:: Exercise prompt ::
Going through the data below, copy out each line where the word "endpoints" shows up.

:: Data for analysis ::
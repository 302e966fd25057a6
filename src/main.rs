use std::sync::Arc;

use tracing_subscriber::{layer::SubscriberExt, util::SubscriberInitExt};
use wage_ledger::api::{AppState, create_router};
use wage_ledger::config::{ConfigLoader, ServerConfig};
use wage_ledger::ledger::Ledger;
use wage_ledger::store::{LedgerStore, MemoryStore};

#[tokio::main]
async fn main() -> Result<(), Box<dyn std::error::Error>> {
    tracing_subscriber::registry()
        .with(
            tracing_subscriber::EnvFilter::try_from_default_env()
                .unwrap_or_else(|_| "wage_ledger=info".into()),
        )
        .with(tracing_subscriber::fmt::layer())
        .init();

    let server = ServerConfig::from_env()?;
    let loader = ConfigLoader::load(&server.config_dir)?;
    tracing::info!(
        config_dir = %server.config_dir.display(),
        seeded_rates = loader.config().rates.len(),
        "Configuration loaded"
    );

    let store: Arc<dyn LedgerStore> = match &server.data_path {
        Some(path) => {
            tracing::info!(path = %path.display(), "Opening ledger snapshot");
            Arc::new(MemoryStore::open(path, loader.config())?)
        }
        None => {
            tracing::warn!("No snapshot path set; ledger data lives in memory only");
            Arc::new(MemoryStore::seeded(loader.config()))
        }
    };

    let app = create_router(AppState::new(Ledger::new(store)));

    tracing::info!("Starting server on {}", server.addr);
    let listener = tokio::net::TcpListener::bind(server.addr).await?;
    axum::serve(listener, app).await?;
    Ok(())
}
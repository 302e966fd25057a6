//! Computed summary models.
//!
//! This module contains the values the aggregation engine produces: one
//! [`Contribution`] per session or monthly aggregate, [`PeriodTotals`] folded
//! from them, and the monthly, cycle, yearly and dashboard views built on top.

use chrono::{NaiveDate, NaiveDateTime};
use rust_decimal::Decimal;
use serde::{Deserialize, Serialize};
use uuid::Uuid;

use super::{WorkSession, YearMonth};

/// Minutes in an hour, as a decimal divisor.
pub const MINUTES_PER_HOUR: Decimal = Decimal::from_parts(60, 0, 0, false, 0);

/// The record a contribution was computed from.
#[derive(Debug, Clone, Copy, PartialEq, Eq, Serialize, Deserialize)]
#[serde(tag = "kind", rename_all = "snake_case")]
pub enum ContributionSource {
    /// A per-day work session; its rate was resolved at `date`.
    Session {
        /// The session id.
        id: Uuid,
        /// The session date.
        date: NaiveDate,
    },
    /// A monthly aggregate; its rate was resolved at the month's first day.
    Aggregate {
        /// The aggregate id.
        id: Uuid,
        /// The aggregate's stored year.
        year: i32,
        /// The aggregate's stored month.
        month: u32,
    },
}

/// Minutes and wage contributed by one record.
///
/// `wage` is already floored to a whole currency unit.
#[derive(Debug, Clone, PartialEq, Eq, Serialize, Deserialize)]
pub struct Contribution {
    /// Where the figures came from.
    pub source: ContributionSource,
    /// Net worked minutes.
    pub minutes: i64,
    /// The hourly rate applied.
    pub rate: Decimal,
    /// `floor(minutes * rate / 60)`.
    pub wage: Decimal,
}

/// Total minutes and wage over a period.
///
/// # Example
///
/// ```
/// use wage_ledger::models::PeriodTotals;
/// use rust_decimal::Decimal;
///
/// let totals = PeriodTotals { minutes: 90, wage: Decimal::from(1500) };
/// assert_eq!(totals.hours(), Decimal::new(15, 1));
/// ```
#[derive(Debug, Clone, Copy, Default, PartialEq, Eq, Serialize, Deserialize)]
pub struct PeriodTotals {
    /// Total worked minutes.
    pub minutes: i64,
    /// Sum of the floored per-record wages.
    pub wage: Decimal,
}

impl PeriodTotals {
    /// Adds one contribution to the running totals. Both sums saturate.
    pub fn record(&mut self, contribution: &Contribution) {
        self.minutes = self.minutes.saturating_add(contribution.minutes);
        self.wage = self.wage.saturating_add(contribution.wage);
    }

    /// Adds another set of totals.
    pub fn merge(&mut self, other: &PeriodTotals) {
        self.minutes = self.minutes.saturating_add(other.minutes);
        self.wage = self.wage.saturating_add(other.wage);
    }

    /// Total minutes expressed in hours.
    pub fn hours(&self) -> Decimal {
        Decimal::from(self.minutes) / MINUTES_PER_HOUR
    }
}

impl<'a> FromIterator<&'a Contribution> for PeriodTotals {
    fn from_iter<I: IntoIterator<Item = &'a Contribution>>(iter: I) -> Self {
        let mut totals = PeriodTotals::default();
        for contribution in iter {
            totals.record(contribution);
        }
        totals
    }
}

/// The monthly view: sessions dated in the month plus the month's aggregate.
#[derive(Debug, Clone, PartialEq, Eq, Serialize, Deserialize)]
pub struct MonthlySummary {
    /// The month summarized.
    #[serde(flatten)]
    pub period: YearMonth,
    /// Sessions and aggregate combined.
    pub totals: PeriodTotals,
    /// Sessions only.
    pub session_totals: PeriodTotals,
    /// The month's aggregate contribution, if one was recorded.
    pub aggregate: Option<Contribution>,
    /// Distinct dates with at least one session.
    pub days_worked: usize,
    /// `floor(session minutes / days worked)`, absent when nothing was worked.
    pub average_minutes_per_day: Option<i64>,
    /// Per-session contributions in date order.
    pub lines: Vec<Contribution>,
}

/// Progress through the current evaluation cycle.
#[derive(Debug, Clone, PartialEq, Eq, Serialize, Deserialize)]
pub struct CycleProgress {
    /// When the cycle began.
    pub started_at: NaiveDateTime,
    /// The cycle's target in hours.
    pub target_hours: u32,
    /// Minutes and wage accumulated since `started_at`.
    pub totals: PeriodTotals,
    /// Accumulated hours.
    pub hours: Decimal,
    /// `min(100, hours / target * 100)`.
    pub progress_percent: Decimal,
    /// `max(0, target - hours)`.
    pub remaining_hours: Decimal,
    /// Whether the target has been reached.
    pub reached: bool,
    /// Whether this read restarted the cycle before computing the figures.
    pub reset_performed: bool,
}

/// One row of the annual report.
#[derive(Debug, Clone, Copy, PartialEq, Eq, Serialize, Deserialize)]
pub struct YearlySummary {
    /// The calendar year.
    pub year: i32,
    /// Totals for the year.
    pub totals: PeriodTotals,
}

/// Yearly totals, newest year first, plus a grand total.
#[derive(Debug, Clone, Default, PartialEq, Eq, Serialize, Deserialize)]
pub struct AnnualReport {
    /// One row per year that has any data.
    pub years: Vec<YearlySummary>,
    /// Sum over all years.
    pub total: PeriodTotals,
}

/// A recently recorded session with its computed figures.
#[derive(Debug, Clone, PartialEq, Eq, Serialize, Deserialize)]
pub struct RecentSession {
    /// The stored session.
    pub session: WorkSession,
    /// Net minutes, resolved rate and wage.
    pub contribution: Contribution,
}

/// Everything shown on the dashboard.
#[derive(Debug, Clone, PartialEq, Eq, Serialize, Deserialize)]
pub struct Dashboard {
    /// The local date the dashboard was computed for.
    pub today: NaiveDate,
    /// The current month.
    pub month: MonthlySummary,
    /// The current evaluation cycle.
    pub cycle: CycleProgress,
    /// Most recent sessions, newest first.
    pub recent_sessions: Vec<RecentSession>,
}
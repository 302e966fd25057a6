//! HTTP request handlers for the wage ledger API.
//!
//! This module contains the handler functions for all API endpoints.

use std::time::Instant;

use axum::{
    Json, Router,
    extract::{Path, State, rejection::JsonRejection},
    http::StatusCode,
    routing::{delete, get, post, put},
};
use tracing::{info, warn};
use uuid::Uuid;

use crate::error::LedgerError;
use crate::models::{
    AnnualReport, CycleProgress, Dashboard, HourlyRate, MonthlyAggregate, MonthlySummary,
    Settings, SettingsUpdate, WorkSession, YearMonth,
};
use crate::store::{AggregateInput, RateInput, SessionInput};

use super::request::{AggregateRequest, RateRequest, SessionRequest, SettingsRequest};
use super::response::{ApiError, ApiErrorResponse};
use super::state::AppState;

type ApiResult<T> = Result<T, ApiErrorResponse>;

/// Creates the API router with all endpoints.
pub fn create_router(state: AppState) -> Router {
    Router::new()
        .route("/dashboard", get(dashboard_handler))
        .route("/records/:year/:month", get(monthly_handler))
        .route("/annual", get(annual_handler))
        .route("/cycle", get(cycle_handler))
        .route("/cycle/reset", post(reset_cycle_handler))
        .route(
            "/settings",
            get(get_settings_handler).put(update_settings_handler),
        )
        .route("/sessions", post(create_session_handler))
        .route(
            "/sessions/:id",
            put(update_session_handler).delete(delete_session_handler),
        )
        .route("/aggregates", put(upsert_aggregate_handler))
        .route("/aggregates/:id", delete(delete_aggregate_handler))
        .route("/rates", get(list_rates_handler).post(create_rate_handler))
        .route(
            "/rates/:id",
            put(update_rate_handler).delete(delete_rate_handler),
        )
        .with_state(state)
}

/// Unwraps a JSON body, turning extractor rejections into 400 responses.
fn parse_body<T>(
    correlation_id: Uuid,
    payload: Result<Json<T>, JsonRejection>,
) -> ApiResult<T> {
    let rejection = match payload {
        Ok(Json(body)) => return Ok(body),
        Err(rejection) => rejection,
    };

    let error = match rejection {
        JsonRejection::JsonDataError(err) => {
            // serde's message is in the body text
            let body_text = err.body_text();
            warn!(
                correlation_id = %correlation_id,
                error = %body_text,
                "JSON data error"
            );
            if body_text.contains("missing field") {
                ApiError::validation_error(body_text)
            } else {
                ApiError::malformed_json(body_text)
            }
        }
        JsonRejection::JsonSyntaxError(err) => {
            warn!(
                correlation_id = %correlation_id,
                error = %err,
                "JSON syntax error"
            );
            ApiError::malformed_json(format!("Invalid JSON syntax: {}", err))
        }
        JsonRejection::MissingJsonContentType(_) => {
            ApiError::new("MISSING_CONTENT_TYPE", "Content-Type must be application/json")
        }
        _ => ApiError::malformed_json("Failed to parse request body"),
    };
    Err(ApiErrorResponse::bad_request(error))
}

/// Logs a failed request and converts the error into a response.
fn failed(correlation_id: Uuid, action: &str, err: LedgerError) -> ApiErrorResponse {
    warn!(
        correlation_id = %correlation_id,
        action,
        error = %err,
        "Request failed"
    );
    err.into()
}

/// Handler for GET /dashboard.
///
/// Runs the evaluation cycle auto-reset before computing any figure.
async fn dashboard_handler(State(state): State<AppState>) -> ApiResult<Json<Dashboard>> {
    let correlation_id = Uuid::new_v4();
    let started = Instant::now();

    let dashboard = state
        .ledger()
        .dashboard(state.now())
        .map_err(|err| failed(correlation_id, "dashboard", err))?;

    info!(
        correlation_id = %correlation_id,
        month_minutes = dashboard.month.totals.minutes,
        cycle_minutes = dashboard.cycle.totals.minutes,
        reset_performed = dashboard.cycle.reset_performed,
        duration_us = started.elapsed().as_micros(),
        "Dashboard computed"
    );
    Ok(Json(dashboard))
}

/// Handler for GET /records/:year/:month.
async fn monthly_handler(
    State(state): State<AppState>,
    Path((year, month)): Path<(i32, u32)>,
) -> ApiResult<Json<MonthlySummary>> {
    let correlation_id = Uuid::new_v4();
    let summary = YearMonth::new(year, month)
        .and_then(|period| state.ledger().monthly(period, state.now()))
        .map_err(|err| failed(correlation_id, "monthly", err))?;
    Ok(Json(summary))
}

/// Handler for GET /annual.
async fn annual_handler(State(state): State<AppState>) -> ApiResult<Json<AnnualReport>> {
    let correlation_id = Uuid::new_v4();
    let report = state
        .ledger()
        .annual(state.now())
        .map_err(|err| failed(correlation_id, "annual", err))?;
    Ok(Json(report))
}

/// Handler for GET /cycle. Reports progress without resetting.
async fn cycle_handler(State(state): State<AppState>) -> ApiResult<Json<CycleProgress>> {
    let correlation_id = Uuid::new_v4();
    let progress = state
        .ledger()
        .cycle(state.now())
        .map_err(|err| failed(correlation_id, "cycle", err))?;
    Ok(Json(progress))
}

/// Handler for POST /cycle/reset.
async fn reset_cycle_handler(State(state): State<AppState>) -> ApiResult<Json<Settings>> {
    let correlation_id = Uuid::new_v4();
    let settings = state
        .ledger()
        .reset_cycle(state.now())
        .map_err(|err| failed(correlation_id, "reset_cycle", err))?;
    info!(
        correlation_id = %correlation_id,
        cycle_start = %settings.cycle_start,
        "Evaluation cycle restarted"
    );
    Ok(Json(settings))
}

/// Handler for GET /settings. Creates the settings record on first read.
async fn get_settings_handler(State(state): State<AppState>) -> ApiResult<Json<Settings>> {
    let correlation_id = Uuid::new_v4();
    let settings = state
        .ledger()
        .store()
        .settings_or_init(state.now())
        .map_err(|err| failed(correlation_id, "get_settings", err))?;
    Ok(Json(settings))
}

/// Handler for PUT /settings.
async fn update_settings_handler(
    State(state): State<AppState>,
    payload: Result<Json<SettingsRequest>, JsonRejection>,
) -> ApiResult<Json<Settings>> {
    let correlation_id = Uuid::new_v4();
    let request = parse_body(correlation_id, payload)?;
    let settings = SettingsUpdate::try_from(request)
        .and_then(|update| state.ledger().store().update_settings(&update, state.now()))
        .map_err(|err| failed(correlation_id, "update_settings", err))?;
    info!(
        correlation_id = %correlation_id,
        hourly_rate = %settings.hourly_rate,
        evaluation_cycle_hours = settings.evaluation_cycle_hours,
        "Settings updated"
    );
    Ok(Json(settings))
}

/// Handler for POST /sessions.
async fn create_session_handler(
    State(state): State<AppState>,
    payload: Result<Json<SessionRequest>, JsonRejection>,
) -> ApiResult<(StatusCode, Json<WorkSession>)> {
    let correlation_id = Uuid::new_v4();
    let request = parse_body(correlation_id, payload)?;
    let session = SessionInput::try_from(request)
        .and_then(|input| state.ledger().store().create_session(input))
        .map_err(|err| failed(correlation_id, "create_session", err))?;
    info!(
        correlation_id = %correlation_id,
        session_id = %session.id,
        date = %session.date,
        net_minutes = session.net_minutes(),
        "Work session recorded"
    );
    Ok((StatusCode::CREATED, Json(session)))
}

/// Handler for PUT /sessions/:id.
async fn update_session_handler(
    State(state): State<AppState>,
    Path(id): Path<Uuid>,
    payload: Result<Json<SessionRequest>, JsonRejection>,
) -> ApiResult<Json<WorkSession>> {
    let correlation_id = Uuid::new_v4();
    let request = parse_body(correlation_id, payload)?;
    let session = SessionInput::try_from(request)
        .and_then(|input| state.ledger().store().update_session(id, input))
        .map_err(|err| failed(correlation_id, "update_session", err))?;
    info!(correlation_id = %correlation_id, session_id = %id, "Work session updated");
    Ok(Json(session))
}

/// Handler for DELETE /sessions/:id.
async fn delete_session_handler(
    State(state): State<AppState>,
    Path(id): Path<Uuid>,
) -> ApiResult<StatusCode> {
    let correlation_id = Uuid::new_v4();
    state
        .ledger()
        .store()
        .delete_session(id)
        .map_err(|err| failed(correlation_id, "delete_session", err))?;
    info!(correlation_id = %correlation_id, session_id = %id, "Work session deleted");
    Ok(StatusCode::NO_CONTENT)
}

/// Handler for PUT /aggregates. Creates or replaces the month's aggregate.
async fn upsert_aggregate_handler(
    State(state): State<AppState>,
    payload: Result<Json<AggregateRequest>, JsonRejection>,
) -> ApiResult<Json<MonthlyAggregate>> {
    let correlation_id = Uuid::new_v4();
    let request = parse_body(correlation_id, payload)?;
    let aggregate = AggregateInput::try_from(request)
        .and_then(|input| state.ledger().store().upsert_aggregate(input))
        .map_err(|err| failed(correlation_id, "upsert_aggregate", err))?;
    info!(
        correlation_id = %correlation_id,
        period = %aggregate.period,
        total_minutes = aggregate.total_minutes,
        "Monthly aggregate saved"
    );
    Ok(Json(aggregate))
}

/// Handler for DELETE /aggregates/:id.
async fn delete_aggregate_handler(
    State(state): State<AppState>,
    Path(id): Path<Uuid>,
) -> ApiResult<StatusCode> {
    let correlation_id = Uuid::new_v4();
    state
        .ledger()
        .store()
        .delete_aggregate(id)
        .map_err(|err| failed(correlation_id, "delete_aggregate", err))?;
    info!(correlation_id = %correlation_id, aggregate_id = %id, "Monthly aggregate deleted");
    Ok(StatusCode::NO_CONTENT)
}

/// Handler for GET /rates.
async fn list_rates_handler(State(state): State<AppState>) -> ApiResult<Json<Vec<HourlyRate>>> {
    let correlation_id = Uuid::new_v4();
    let rates = state
        .ledger()
        .store()
        .rate_history()
        .map_err(|err| failed(correlation_id, "list_rates", err))?;
    Ok(Json(rates))
}

/// Handler for POST /rates.
async fn create_rate_handler(
    State(state): State<AppState>,
    payload: Result<Json<RateRequest>, JsonRejection>,
) -> ApiResult<(StatusCode, Json<HourlyRate>)> {
    let correlation_id = Uuid::new_v4();
    let request = parse_body(correlation_id, payload)?;
    let rate = RateInput::try_from(request)
        .and_then(|input| state.ledger().store().create_rate(input))
        .map_err(|err| failed(correlation_id, "create_rate", err))?;
    info!(
        correlation_id = %correlation_id,
        rate_id = %rate.id,
        rate = %rate.rate,
        effective_from = %rate.effective_from,
        "Hourly rate added"
    );
    Ok((StatusCode::CREATED, Json(rate)))
}

/// Handler for PUT /rates/:id.
async fn update_rate_handler(
    State(state): State<AppState>,
    Path(id): Path<Uuid>,
    payload: Result<Json<RateRequest>, JsonRejection>,
) -> ApiResult<Json<HourlyRate>> {
    let correlation_id = Uuid::new_v4();
    let request = parse_body(correlation_id, payload)?;
    let rate = RateInput::try_from(request)
        .and_then(|input| state.ledger().store().update_rate(id, input))
        .map_err(|err| failed(correlation_id, "update_rate", err))?;
    info!(correlation_id = %correlation_id, rate_id = %id, "Hourly rate updated");
    Ok(Json(rate))
}

/// Handler for DELETE /rates/:id.
async fn delete_rate_handler(
    State(state): State<AppState>,
    Path(id): Path<Uuid>,
) -> ApiResult<StatusCode> {
    let correlation_id = Uuid::new_v4();
    state
        .ledger()
        .store()
        .delete_rate(id)
        .map_err(|err| failed(correlation_id, "delete_rate", err))?;
    info!(correlation_id = %correlation_id, rate_id = %id, "Hourly rate deleted");
    Ok(StatusCode::NO_CONTENT)
}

:: Response to the task ::
//! This module contains the handler functions for all API endpoints.
/// Creates the API router with all endpoints.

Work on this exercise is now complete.